Выглянув из ниши и убедившись, что никого из немцев поблизости нет, Павел упер плоский конец зубила в деревянный щит чуть выше надписей и надавил сверху вниз. Дерево загудело под частыми ударами, зубило отскакивало от него, как колотушка от бубна, не в силах вонзиться в незнакомую, неуязвимую для него поверхность. Его повело вправо и вниз, приличных размеров пласт засохшего цементного раствора вместе с надписью отвалился и, ударившись о пол, рассыпался на куски. Павел наступил на них опорком и старательно растер в мелкую крошку, в пыль, по которой уже ничего нельзя было прочесть. Подчистив последние следы надписи на деревянном щите, он осторожно выглянул из ниши.

Пылевые облака гуляли по штольне, как дымовая завеса, сквозь них едва пробивался свет прожекторов. Надзиратель стоял у выхода, где воздух был хоть чуточку чище, и что-то горячо обсуждал с пулеметным расчетом, оживленно жестикулируя дубинкой. Момент настал, лучшего могло просто не быть.

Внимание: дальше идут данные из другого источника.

//! CLI for recfetch: pull recordings off a camera and merge them into one file.

mod commands;
mod credentials;

use anyhow::{Context, Result};
use clap::{Args, Parser, Subcommand};
use recfetch_core::config::{self, RecfetchConfig};
use recfetch_core::merger::OutputFormat;
use std::path::{Path, PathBuf};

use commands::{run_fetch, run_search};

/// Exit status for a run stopped by Ctrl-C.
pub const EXIT_CANCELLED: i32 = 130;

/// Top-level CLI for recfetch.
#[derive(Debug, Parser)]
#[command(name = "recfetch")]
#[command(about = "Download camera recordings for a time range and merge them into one video", long_about = None)]
pub struct Cli {
    /// Config file (default: ~/.config/recfetch/config.toml, created if missing).
    #[arg(long, global = true, value_name = "PATH")]
    pub config: Option<PathBuf>,

    #[command(subcommand)]
    pub command: CliCommand,
}

/// Camera connection and search window, shared by every subcommand.
#[derive(Debug, Args)]
pub struct CameraArgs {
    /// Camera address (IP, host:port or http:// URL).
    #[arg(long)]
    pub host: String,
    /// Camera user. The password is read from RECFETCH_PASSWORD or prompted for.
    #[arg(long, short = 'u')]
    pub username: String,
    /// Range start, ISO 8601 (e.g. 2024-01-01T10:00:00).
    #[arg(long)]
    pub start: String,
    /// Range end, ISO 8601.
    #[arg(long)]
    pub end: String,
    /// Camera channel.
    #[arg(long, default_value_t = 1)]
    pub channel: u32,
}

#[derive(Debug, Args)]
pub struct FetchArgs {
    #[command(flatten)]
    pub camera: CameraArgs,
    /// Output container: mp4, mkv or avi (default from config).
    #[arg(long, value_name = "FORMAT")]
    pub output_format: Option<OutputFormat>,
    /// Directory for the merged file (default: current directory).
    #[arg(long, value_name = "DIR")]
    pub output_dir: Option<PathBuf>,
    /// Exact output file; overrides --output-dir and the default name.
    #[arg(long, value_name = "FILE")]
    pub output_file: Option<PathBuf>,
    /// Keep the downloaded segments after merging.
    #[arg(long)]
    pub keep_files: bool,
    /// Parallel downloads (default from config).
    #[arg(long, value_name = "N", value_parser = clap::value_parser!(u64).range(1..))]
    pub max_concurrent: Option<u64>,
    /// Fail instead of merging when some segments could not be downloaded.
    #[arg(long)]
    pub abort_on_partial: bool,
}

#[derive(Debug, Subcommand)]
pub enum CliCommand {
    /// Download every recording in the range and merge them into one file.
    Fetch(FetchArgs),

    /// List the recordings in the range without downloading.
    Search(CameraArgs),
}

impl CliCommand {
    /// Parse arguments, load config and dispatch. Returns the process exit code.
    pub async fn run_from_args() -> Result<i32> {
        let cli = Cli::parse();
        let cfg = load_config(cli.config.as_deref())?;
        tracing::debug!("loaded config: {:?}", cfg);

        match cli.command {
            CliCommand::Fetch(args) => run_fetch(&cfg, args).await,
            CliCommand::Search(camera) => run_search(&cfg, camera).await,
        }
    }
}

fn load_config(path: Option<&Path>) -> Result<RecfetchConfig> {
    match path {
        Some(p) => config::load_from(p),
        None => config::load_or_init().context("loading default config"),
    }
}

#[cfg(test)]
mod tests;
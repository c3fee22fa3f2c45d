//! Bearer authentication for protected routes
//!
//! Checks the access token's signature, expiry and subject without touching
//! the user directory, then hands the user id to the handler through
//! [`AuthenticatedUser`] in the request extensions.

use axum::extract::{Request, State};
use axum::http::{HeaderMap, header};
use axum::middleware::Next;
use axum::response::Response;
use tracing::debug;
use uuid::Uuid;

use crate::error::ApiError;
use crate::state::AppState;

/// User id of the bearer, set by [`require_bearer`]
#[derive(Debug, Clone, Copy, PartialEq, Eq)]
pub struct AuthenticatedUser(pub Uuid);

/// Token from an `Authorization: Bearer <token>` header
///
/// The scheme is matched case-insensitively. Returns `None` for a missing
/// header, another scheme, or an empty token.
pub fn bearer_token(headers: &HeaderMap) -> Option<&str> {
    let value = headers.get(header::AUTHORIZATION)?.to_str().ok()?;
    let (scheme, token) = value.split_once(' ')?;
    let token = token.trim();
    (scheme.eq_ignore_ascii_case("bearer") && !token.is_empty()).then_some(token)
}

/// Reject requests without a valid access token
///
/// # Errors
///
/// [`ApiError::MissingBearer`] without a bearer header, or the orchestrator's
/// `TokenExpired` / `InvalidAccessToken` for a bad token (all 401).
pub async fn require_bearer(
    State(state): State<AppState>,
    mut request: Request,
    next: Next,
) -> Result<Response, ApiError> {
    let user_id = {
        let token = bearer_token(request.headers()).ok_or(ApiError::MissingBearer)?;
        state.auth.authenticate(token)?
    };

    debug!(user_id = %user_id, "Bearer authenticated");
    request.extensions_mut().insert(AuthenticatedUser(user_id));
    Ok(next.run(request).await)
}
//! Router tests
//!
//! Tests cover:
//! - Status codes and bodies of every route
//! - `WWW-Authenticate` on 401s
//! - Store failures (500) and deadlines (503)

mod common;

use std::time::Duration;

use axum::http::{StatusCode, header};
use chrono::TimeDelta;
use common::TestApp;
use pretty_assertions::assert_eq;
use serde_json::json;

#[tokio::test]
async fn test_ping() {
    let app = TestApp::new();
    let response = app.get("/ping").await;

    assert_eq!(response.status, StatusCode::OK);
    assert_eq!(response.body, json!({"message": "pong"}));
}

#[tokio::test]
async fn test_login_returns_token_pair() {
    let app = TestApp::new();
    let response = app.login("code-ada").await;

    assert_eq!(response.str("token_type"), "Bearer");
    assert_eq!(response.body["expires_in"], json!(900));
    assert_eq!(response.str("expires_at"), "2023-11-14T22:28:20Z");
    assert_eq!(response.str("refresh_token").len(), 43);
    assert!(!response.str("access_token").is_empty());
    assert_eq!(app.users.user_count(), 1);
}

#[tokio::test]
async fn test_login_rejections() {
    let app = TestApp::new();

    // GIVEN: no credential
    let response = app.post("/v1/auth/google", None).await;
    assert_eq!(response.status, StatusCode::BAD_REQUEST);
    assert_eq!(response.str("error"), "invalid_request");
    assert_eq!(response.str("error_description"), "code is required");

    // GIVEN: empty credential
    let response = app.post("/v1/auth/google?code=", None).await;
    assert_eq!(response.status, StatusCode::BAD_REQUEST);

    // GIVEN: a provider this deployment does not serve
    let response = app.post("/v1/auth/github?code=code-ada", None).await;
    assert_eq!(response.status, StatusCode::NOT_FOUND);
    assert_eq!(response.str("error"), "unknown_provider");

    // GIVEN: a code Google rejects
    let response = app.post("/v1/auth/google?code=stolen", None).await;
    assert_eq!(response.status, StatusCode::UNAUTHORIZED);
    assert_eq!(response.str("error"), "identity_verification_failed");
    assert!(response.headers.contains_key(header::WWW_AUTHENTICATE));

    assert_eq!(app.users.user_count(), 0);
}

#[tokio::test]
async fn test_refresh() {
    let app = TestApp::new();
    let login = app.login("code-ada").await;
    let refresh_token = login.str("refresh_token").to_string();

    app.clock.advance(TimeDelta::minutes(5));
    let response = app
        .post(&format!("/v1/auth/refresh?refresh_token={refresh_token}"), None)
        .await;

    assert_eq!(response.status, StatusCode::OK);
    assert_eq!(response.str("token_type"), "Bearer");
    assert!(response.body.get("refresh_token").is_none());
    assert_ne!(response.str("access_token"), login.str("access_token"));
}

#[tokio::test]
async fn test_refresh_rejections() {
    let app = TestApp::new();
    let login = app.login("code-ada").await;

    let response = app.post("/v1/auth/refresh", None).await;
    assert_eq!(response.status, StatusCode::BAD_REQUEST);
    assert_eq!(response.str("error_description"), "refresh_token is required");

    let response = app.post("/v1/auth/refresh?refresh_token=guess", None).await;
    assert_eq!(response.status, StatusCode::UNAUTHORIZED);
    assert_eq!(response.str("error"), "invalid_refresh_token");

    app.clock.advance(TimeDelta::days(8));
    let uri = format!("/v1/auth/refresh?refresh_token={}", login.str("refresh_token"));
    let response = app.post(&uri, None).await;
    assert_eq!(response.status, StatusCode::UNAUTHORIZED);
    assert_eq!(response.str("error"), "token_expired");
}

#[tokio::test]
async fn test_validate() {
    let app = TestApp::new();
    let login = app.login("code-ada").await;

    let response = app
        .post("/v1/auth/validate", Some(login.str("access_token")))
        .await;
    assert_eq!(response.status, StatusCode::OK);
    assert!(response.body.get("refresh_token").is_none());

    let response = app.post("/v1/auth/validate", None).await;
    assert_eq!(response.status, StatusCode::UNAUTHORIZED);
    assert_eq!(response.headers[header::WWW_AUTHENTICATE], "Bearer");

    app.clock.advance(TimeDelta::minutes(15));
    let response = app
        .post("/v1/auth/validate", Some(login.str("access_token")))
        .await;
    assert_eq!(response.status, StatusCode::UNAUTHORIZED);
    assert_eq!(
        response.headers[header::WWW_AUTHENTICATE],
        r#"Bearer error="invalid_token""#
    );
}

#[tokio::test]
async fn test_logout_revokes_refresh() {
    // GIVEN: ada logged in twice and bob once
    let app = TestApp::new();
    let first = app.login("code-ada").await;
    let second = app.login("code-ada").await;
    let bob = app.login("code-bob").await;

    // WHEN
    let response = app
        .post("/v1/auth/logout", Some(first.str("access_token")))
        .await;

    // THEN: both of ada's sessions are gone, bob's remains
    assert_eq!(response.status, StatusCode::OK);
    assert_eq!(response.body, json!({"message": "Successfully logged out"}));
    for login in [&first, &second] {
        let uri = format!("/v1/auth/refresh?refresh_token={}", login.str("refresh_token"));
        assert_eq!(app.post(&uri, None).await.status, StatusCode::UNAUTHORIZED);
    }
    let uri = format!("/v1/auth/refresh?refresh_token={}", bob.str("refresh_token"));
    assert_eq!(app.post(&uri, None).await.status, StatusCode::OK);
}

#[tokio::test]
async fn test_logout_requires_bearer() {
    let app = TestApp::new();

    let response = app.post("/v1/auth/logout", None).await;
    assert_eq!(response.status, StatusCode::UNAUTHORIZED);
    assert_eq!(response.str("error"), "unauthorized");

    let response = app.post("/v1/auth/logout", Some("not-a-jwt")).await;
    assert_eq!(response.status, StatusCode::UNAUTHORIZED);
    assert_eq!(response.str("error"), "invalid_token");
}

#[tokio::test]
async fn test_session_store_failure_is_500() {
    let app = TestApp::new();
    app.sessions.fail(true);

    let response = app.post("/v1/auth/google?code=code-ada", None).await;

    assert_eq!(response.status, StatusCode::INTERNAL_SERVER_ERROR);
    assert_eq!(response.str("error"), "session_create_failed");
    assert_eq!(response.str("error_description"), "internal server error");
    assert!(!response.headers.contains_key(header::WWW_AUTHENTICATE));
}

#[tokio::test]
async fn test_logout_store_failure_is_500() {
    let app = TestApp::new();
    let login = app.login("code-ada").await;
    app.sessions.fail(true);

    let response = app
        .post("/v1/auth/logout", Some(login.str("access_token")))
        .await;
    assert_eq!(response.status, StatusCode::INTERNAL_SERVER_ERROR);
}

#[tokio::test]
async fn test_hung_store_is_503() {
    let app = TestApp::with_call_timeout(Duration::from_millis(50));
    let login = app.login("code-ada").await;
    app.sessions.hang(true);

    let uri = format!("/v1/auth/refresh?refresh_token={}", login.str("refresh_token"));
    let response = app.post(&uri, None).await;

    assert_eq!(response.status, StatusCode::SERVICE_UNAVAILABLE);
    assert_eq!(response.str("error"), "timeout");
}

#[tokio::test]
async fn test_unknown_route_is_404() {
    let app = TestApp::new();
    assert_eq!(app.get("/v1/users").await.status, StatusCode::NOT_FOUND);
}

Прислонив отбойный молоток к стене, Лунихин с натугой приподнял и отставил в сторону щит. Дыра в стене стала намного больше, и тот, кто ее расширил, потрудился снова замаскировать лаз аккуратно сложенными друг на друга камнями, соорудив что-то вроде грубой кладки. А рядом с лазом, прислоненная к стене деревянной рукояткой, стояла кирка — точно такое же кайло, как то, которое сломал Приходько, разве что поменьше размером и, естественно, целое.

«Ай да парень!» — подумал Павел о незнакомом итальянце, подхватил кайло и несильно ударил им по кладке.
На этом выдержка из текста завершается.